O longa foi criticado por não incluir as acusações de abuso sexual infantil que Jackson enfrentou a partir de 1993. No entanto, Spike Lee argumenta que o filme termina em 1988 e que as acusações aconteceram mais tarde. Ele também destacou que o filme é uma homenagem ao artista e uma celebração de sua carreira. Lee classificou Jackson como uma “pessoa maravilhosa” e disse que sente falta dele. O elenco do filme inclui Jafaar Jackson, primo de Michael, no papel principal, e Colman Domingo como Joe Jackson, pai de Michael. A direção é de Antoine Fuqua.

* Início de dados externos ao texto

//! Core data model types.
//!
//! A [`Table`] is an ordered set of named columns described by a [`Schema`] (a list of typed
//! [`Field`]s). Cells are [`Value`]s, with [`Value::Null`] standing for missing data.

use std::fmt;

use chrono::NaiveDateTime;

/// Display format for timestamps. Fractional seconds are only printed when non-zero.
pub const TIMESTAMP_FORMAT: &str = "%Y-%m-%d %H:%M:%S%.f";

/// Logical data type for a column.
#[derive(Debug, Clone, Copy, PartialEq, Eq)]
pub enum DataType {
    /// 64-bit signed integer (nullable).
    Int64,
    /// 64-bit floating point number.
    Float64,
    /// Boolean.
    Bool,
    /// UTF-8 string.
    Utf8,
    /// Date and time without a timezone.
    Timestamp,
}

/// A single named, typed field in a [`Schema`].
#[derive(Debug, Clone, PartialEq, Eq)]
pub struct Field {
    /// Field/column name.
    pub name: String,
    /// Field data type.
    pub data_type: DataType,
}

impl Field {
    /// Create a new field.
    pub fn new(name: impl Into<String>, data_type: DataType) -> Self {
        Self {
            name: name.into(),
            data_type,
        }
    }
}

/// Ordered list of fields describing the columns of a [`Table`].
#[derive(Debug, Clone, PartialEq, Eq)]
pub struct Schema {
    /// Ordered list of fields.
    pub fields: Vec<Field>,
}

impl Schema {
    /// Create a new schema from fields.
    pub fn new(fields: Vec<Field>) -> Self {
        Self { fields }
    }

    /// Iterate field names in order.
    pub fn field_names(&self) -> impl Iterator<Item = &str> {
        self.fields.iter().map(|f| f.name.as_str())
    }

    /// Returns the index of a field by name, if present.
    pub fn index_of(&self, name: &str) -> Option<usize> {
        self.fields.iter().position(|f| f.name == name)
    }
}

/// A single cell in a [`Table`].
#[derive(Debug, Clone, PartialEq)]
pub enum Value {
    /// Missing value. Distinct from an empty string or zero.
    Null,
    /// 64-bit signed integer.
    Int64(i64),
    /// 64-bit float.
    Float64(f64),
    /// Boolean.
    Bool(bool),
    /// UTF-8 string.
    Utf8(String),
    /// Date and time without a timezone.
    Timestamp(NaiveDateTime),
}

impl Value {
    /// Returns `true` for [`Value::Null`].
    pub fn is_null(&self) -> bool {
        matches!(self, Value::Null)
    }

    /// Textual form of the value, or `None` for null.
    ///
    /// This is the representation used when a column is converted to strings, cleaned, written
    /// to CSV, or rendered in a preview.
    pub fn to_text(&self) -> Option<String> {
        match self {
            Value::Null => None,
            Value::Utf8(s) => Some(s.clone()),
            other => Some(other.to_string()),
        }
    }
}

impl fmt::Display for Value {
    fn fmt(&self, f: &mut fmt::Formatter<'_>) -> fmt::Result {
        match self {
            Value::Null => Ok(()),
            Value::Int64(v) => write!(f, "{v}"),
            Value::Float64(v) => f.write_str(&format_float(*v)),
            Value::Bool(v) => write!(f, "{v}"),
            Value::Utf8(s) => f.write_str(s),
            Value::Timestamp(ts) => write!(f, "{}", ts.format(TIMESTAMP_FORMAT)),
        }
    }
}

/// Integral floats keep a float marker (`2.0`, `1e16`) so they read back as floats.
fn format_float(v: f64) -> String {
    if !v.is_finite() {
        v.to_string()
    } else if v.fract() == 0.0 && v.abs() < 1e16 {
        format!("{v:.1}")
    } else if v.fract() == 0.0 {
        format!("{v:?}")
    } else {
        v.to_string()
    }
}

/// In-memory tabular value.
///
/// Rows are stored as `Vec<Vec<Value>>` in the same order as the [`Schema`] fields; every row
/// has exactly one value per field.
#[derive(Debug, Clone, PartialEq)]
pub struct Table {
    /// Schema describing row shape.
    pub schema: Schema,
    /// Row-major value storage.
    pub rows: Vec<Vec<Value>>,
}

impl Table {
    /// Create a table from schema and rows.
    ///
    /// # Panics
    ///
    /// Panics if any row's length differs from the schema field count.
    pub fn new(schema: Schema, rows: Vec<Vec<Value>>) -> Self {
        let expected_len = schema.fields.len();
        for row in &rows {
            assert!(
                row.len() == expected_len,
                "row length {} does not match schema length {}",
                row.len(),
                expected_len
            );
        }
        Self { schema, rows }
    }

    /// Number of rows in the table.
    pub fn row_count(&self) -> usize {
        self.rows.len()
    }

    /// Number of columns in the table.
    pub fn column_count(&self) -> usize {
        self.schema.fields.len()
    }

    /// Column names in order.
    pub fn column_names(&self) -> Vec<String> {
        self.schema.field_names().map(str::to_owned).collect()
    }

    /// Returns the values of `name` top to bottom, if the column exists.
    pub fn column(&self, name: &str) -> Option<Vec<&Value>> {
        let idx = self.schema.index_of(name)?;
        Some(self.rows.iter().map(|row| &row[idx]).collect())
    }

    /// Replace the column at `index` with `values`, updating its declared type.
    ///
    /// # Panics
    ///
    /// Panics if `index` is out of range or `values` does not have one entry per row.
    pub fn set_column(&mut self, index: usize, data_type: DataType, values: Vec<Value>) {
        assert!(
            values.len() == self.rows.len(),
            "column length {} does not match row count {}",
            values.len(),
            self.rows.len()
        );
        self.schema.fields[index].data_type = data_type;
        for (row, value) in self.rows.iter_mut().zip(values) {
            row[index] = value;
        }
    }

    /// Rewrite the column at `index` in place by applying `mapper` to every cell.
    pub fn map_column<F>(&mut self, index: usize, data_type: DataType, mut mapper: F)
    where
        F: FnMut(&Value) -> Value,
    {
        self.schema.fields[index].data_type = data_type;
        for row in &mut self.rows {
            row[index] = mapper(&row[index]);
        }
    }

    /// A new table holding the first `n` rows.
    pub fn head(&self, n: usize) -> Self {
        Self {
            schema: self.schema.clone(),
            rows: self.rows.iter().take(n).cloned().collect(),
        }
    }
}

#[cfg(test)]
mod tests {
    use chrono::NaiveDate;

    use super::{DataType, Field, Schema, Table, Value};

    fn sample_table() -> Table {
        let schema = Schema::new(vec![
            Field::new("id", DataType::Int64),
            Field::new("name", DataType::Utf8),
        ]);
        Table::new(
            schema,
            vec![
                vec![Value::Int64(1), Value::Utf8("a".to_string())],
                vec![Value::Int64(2), Value::Null],
                vec![Value::Int64(3), Value::Utf8("c".to_string())],
            ],
        )
    }

    #[test]
    fn textual_form_of_each_variant() {
        let ts = NaiveDate::from_ymd_opt(2024, 5, 6)
            .unwrap()
            .and_hms_opt(14, 30, 0)
            .unwrap();

        assert_eq!(Value::Null.to_text(), None);
        assert_eq!(Value::Int64(-7).to_text().as_deref(), Some("-7"));
        assert_eq!(Value::Float64(4.0).to_text().as_deref(), Some("4.0"));
        assert_eq!(Value::Float64(4.25).to_text().as_deref(), Some("4.25"));
        assert_eq!(Value::Float64(1e16).to_text().as_deref(), Some("1e16"));
        assert_eq!(Value::Float64(-2.5e20).to_text().as_deref(), Some("-2.5e20"));
        assert_eq!(Value::Bool(true).to_text().as_deref(), Some("true"));
        assert_eq!(Value::Utf8(" x ".into()).to_text().as_deref(), Some(" x "));
        assert_eq!(
            Value::Timestamp(ts).to_text().as_deref(),
            Some("2024-05-06 14:30:00")
        );
    }

    #[test]
    fn set_column_replaces_values_and_type() {
        let mut table = sample_table();
        table.set_column(
            1,
            DataType::Int64,
            vec![Value::Int64(10), Value::Null, Value::Int64(30)],
        );

        assert_eq!(table.schema.fields[1].data_type, DataType::Int64);
        assert_eq!(
            table.column("name").unwrap(),
            vec![&Value::Int64(10), &Value::Null, &Value::Int64(30)]
        );
        assert_eq!(table.column("id").unwrap()[0], &Value::Int64(1));
    }

    #[test]
    #[should_panic(expected = "column length")]
    fn set_column_panics_on_length_mismatch() {
        let mut table = sample_table();
        table.set_column(0, DataType::Int64, vec![Value::Null]);
    }

    #[test]
    fn head_keeps_schema_and_truncates_rows() {
        let table = sample_table();
        let head = table.head(2);
        assert_eq!(head.schema, table.schema);
        assert_eq!(head.row_count(), 2);
        assert_eq!(table.head(10).row_count(), 3);
    }
}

A obra é apenas a primeira parte da cinebiografia e um segundo longa deve abordar o período de estrelato individual de Jackson e seu declínio. As acusações contra Jackson remetem a 1993, quando Jordan Chandler o denunciou por abuso. O caso foi encerrado após um acordo civil de aproximadamente US$ 25 milhões. A cinebiografia oferece uma visão sobre a vida e carreira de Michael Jackson, sem entrar em detalhes sobre as acusações de abuso.
Em resumo, Michael é uma cinebiografia que celebra a carreira de Michael Jackson, sem abordar as acusações de abuso sexual infantil. Com uma abordagem cuidadosa e respeitosa, o filme oferece uma visão sobre a vida e carreira do Rei do Pop, destacando seu relacionamento com o pai e sua ascensão ao estrelato. O valor principal da obra está em sua capacidade de mostrar a vida e a carreira de Michael Jackson de uma forma autêntica e emocionante.